**Problem to solve**
Copy every line of the data that includes the string "SignalKind".

=== Begin Enclosure ===

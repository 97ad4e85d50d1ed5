//! Relay Channels - Chat relay between a browser-automated messaging client
//! and a hosted language model.
//!
//! Two entry points share this library:
//! - `relay-server`: HTTP-managed, one automation session per login
//! - `relay-bot`: a single long-lived session with voice note support
//!
//! ## Architecture
//!
//! ```text
//! sidecar → webhook → session event pump → InboundRouter → ChatCompletion
//!                                               ↓
//! user   ←──────────── MessagingClient.send ←── reply
//! ```

#![warn(clippy::all)]
#![allow(clippy::pedantic)]

pub mod completion;
pub mod conversation;
pub mod error;
pub mod message;
pub mod qr;
pub mod router;
pub mod routes;
pub mod session;
pub mod sidecar;
pub mod stt;
pub mod traits;
pub mod tts;
pub mod voice;

// Re-export commonly used types
pub use completion::{ChatCompletion, CompletionError, OpenAiCompletion};
pub use conversation::{ConversationStore, UserHandle, UserState};
pub use error::RelayError;
pub use message::{ChatTurn, InboundMessage, Media, OutgoingContent, Role};
pub use router::InboundRouter;
pub use routes::{build_bot_router, build_router, AppState};
pub use session::{SessionContext, SessionRegistry, SessionSettings, SessionSummary};
pub use sidecar::{SidecarClient, SidecarEvent, SidecarFactory};
pub use stt::{create_stt, OpenAiStt, SpeechToText};
pub use traits::{ChannelError, ChannelResult, ClientEvent, ClientFactory, EventSender, MessagingClient};
pub use tts::{create_tts, AudioFormat, OpenAiTts, SynthesisOptions, TextToSpeech};
pub use voice::VoicePipeline;

use anyhow::Context;
use relay_common::config::Config;
use std::sync::Arc;
use std::time::Duration;
use tokio::net::TcpListener;
use tower_http::cors::{Any, CorsLayer};

fn cors() -> CorsLayer {
    CorsLayer::new()
        .allow_origin(Any)
        .allow_methods(Any)
        .allow_headers(Any)
}

/// Build the multi-session registry from configuration.
pub fn build_server_registry(config: &Config) -> anyhow::Result<SessionRegistry> {
    let api_key = config.require_openai_key()?;

    let completion = OpenAiCompletion::from_config(api_key, &config.llm);
    let router = InboundRouter::new(Arc::new(completion))
        .with_apology(config.sessions.apology.clone())
        .with_history_window(config.sessions.history_window)
        .with_call_timeout(Duration::from_secs(config.llm.timeout_secs));

    let factory = SidecarFactory::new(&config.sidecar.base_url, &config.webhook_base_url());

    Ok(SessionRegistry::new(
        Arc::new(factory),
        Arc::new(router),
        SessionSettings::from_config(&config.sessions),
    ))
}

/// Build the single-session bot registry from configuration.
pub fn build_bot_registry(config: &Config) -> anyhow::Result<SessionRegistry> {
    let api_key = config.require_openai_key()?;
    let bot = &config.bot;

    let completion = OpenAiCompletion::with_base_url(api_key, &config.llm.base_url, bot.model.clone())
        .with_max_tokens(Some(bot.max_tokens))
        .with_temperature(config.llm.temperature);

    let mut router = InboundRouter::new(Arc::new(completion))
        .with_apology(bot.apology.clone())
        .with_history_window(config.sessions.history_window)
        .with_call_timeout(Duration::from_secs(config.llm.timeout_secs));

    if bot.voice_enabled {
        let voice = &config.voice;
        let stt = create_stt(
            &voice.stt.provider,
            api_key,
            Some(voice.stt.model.as_str()),
            voice.stt.base_url.as_deref(),
        )
        .context("failed to configure speech-to-text")?;
        let tts = create_tts(
            &voice.tts.provider,
            api_key,
            Some(voice.tts.model.as_str()),
            Some(voice.tts.voice.as_str()),
            voice.tts.base_url.as_deref(),
        )
        .context("failed to configure text-to-speech")?;
        let scratch_dir = voice
            .scratch_dir
            .clone()
            .unwrap_or_else(|| std::env::temp_dir().join("relay-voice"));

        tracing::info!(
            stt = stt.provider_name(),
            tts = tts.provider_name(),
            "Voice notes enabled"
        );
        router = router.with_voice(VoicePipeline::new(stt, tts, scratch_dir));
    }

    let mut settings = SessionSettings::from_config(&config.sessions).without_timeout();
    settings.default_prompt = bot.prompt.clone();

    let factory = SidecarFactory::new(&config.sidecar.base_url, &config.webhook_base_url());
    Ok(SessionRegistry::new(Arc::new(factory), Arc::new(router), settings))
}

async fn bind(config: &Config) -> anyhow::Result<TcpListener> {
    let addr = config.listen_address();
    TcpListener::bind(&addr)
        .await
        .with_context(|| format!("failed to bind {addr}"))
}

/// Start the multi-session HTTP server. Returns after shutdown, once every
/// session has been destroyed.
pub async fn start_server(config: &Config) -> anyhow::Result<()> {
    let registry = build_server_registry(config)?;
    let app = build_router(AppState::new(registry.clone())).layer(cors());

    let listener = bind(config).await?;
    tracing::info!("Starting relay server on {}", config.listen_address());

    let served = axum::serve(listener, app)
        .with_graceful_shutdown(shutdown_signal())
        .await;

    registry.destroy_all().await;
    served.context("server error")
}

/// Start the single-session bot. The session is created once the webhook
/// listener is up, and never expires.
pub async fn start_bot(config: &Config) -> anyhow::Result<()> {
    let registry = build_bot_registry(config)?;
    let app = build_bot_router(AppState::new(registry.clone())).layer(cors());

    let listener = bind(config).await?;
    tracing::info!("Starting relay bot on {}", config.listen_address());

    let server = tokio::spawn(async move {
        axum::serve(listener, app)
            .with_graceful_shutdown(shutdown_signal())
            .await
    });

    match registry.create().await {
        Ok(id) => tracing::info!(session_id = %id, "Bot session started, waiting for login QR"),
        Err(e) => {
            server.abort();
            return Err(e).context("failed to start the bot session");
        }
    }

    let served = server.await.context("server task failed")?;
    registry.destroy_all().await;
    served.context("server error")
}

/// Resolve on SIGINT or SIGTERM.
pub async fn shutdown_signal() {
    #[cfg(unix)]
    {
        use tokio::signal::unix::{signal, SignalKind};
        match (signal(SignalKind::terminate()), signal(SignalKind::interrupt())) {
            (Ok(mut sigterm), Ok(mut sigint)) => {
                tokio::select! {
                    _ = sigterm.recv() => tracing::info!("Received SIGTERM, shutting down"),
                    _ = sigint.recv() => tracing::info!("Received SIGINT, shutting down"),
                }
                return;
            }
            (Err(e), _) | (_, Err(e)) => {
                tracing::warn!(error = %e, "Signal handlers unavailable, falling back to Ctrl+C");
            }
        }
    }

    match tokio::signal::ctrl_c().await {
        Ok(()) => tracing::info!("Received Ctrl+C, shutting down"),
        Err(e) => {
            tracing::error!(error = %e, "Failed to listen for shutdown signal");
            std::future::pending::<()>().await;
        }
    }
}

=== End Enclosure ===

**Answer space**
        use tokio::signal::unix::{signal, SignalKind};
        match (signal(SignalKind::terminate()), signal(SignalKind::interrupt())) {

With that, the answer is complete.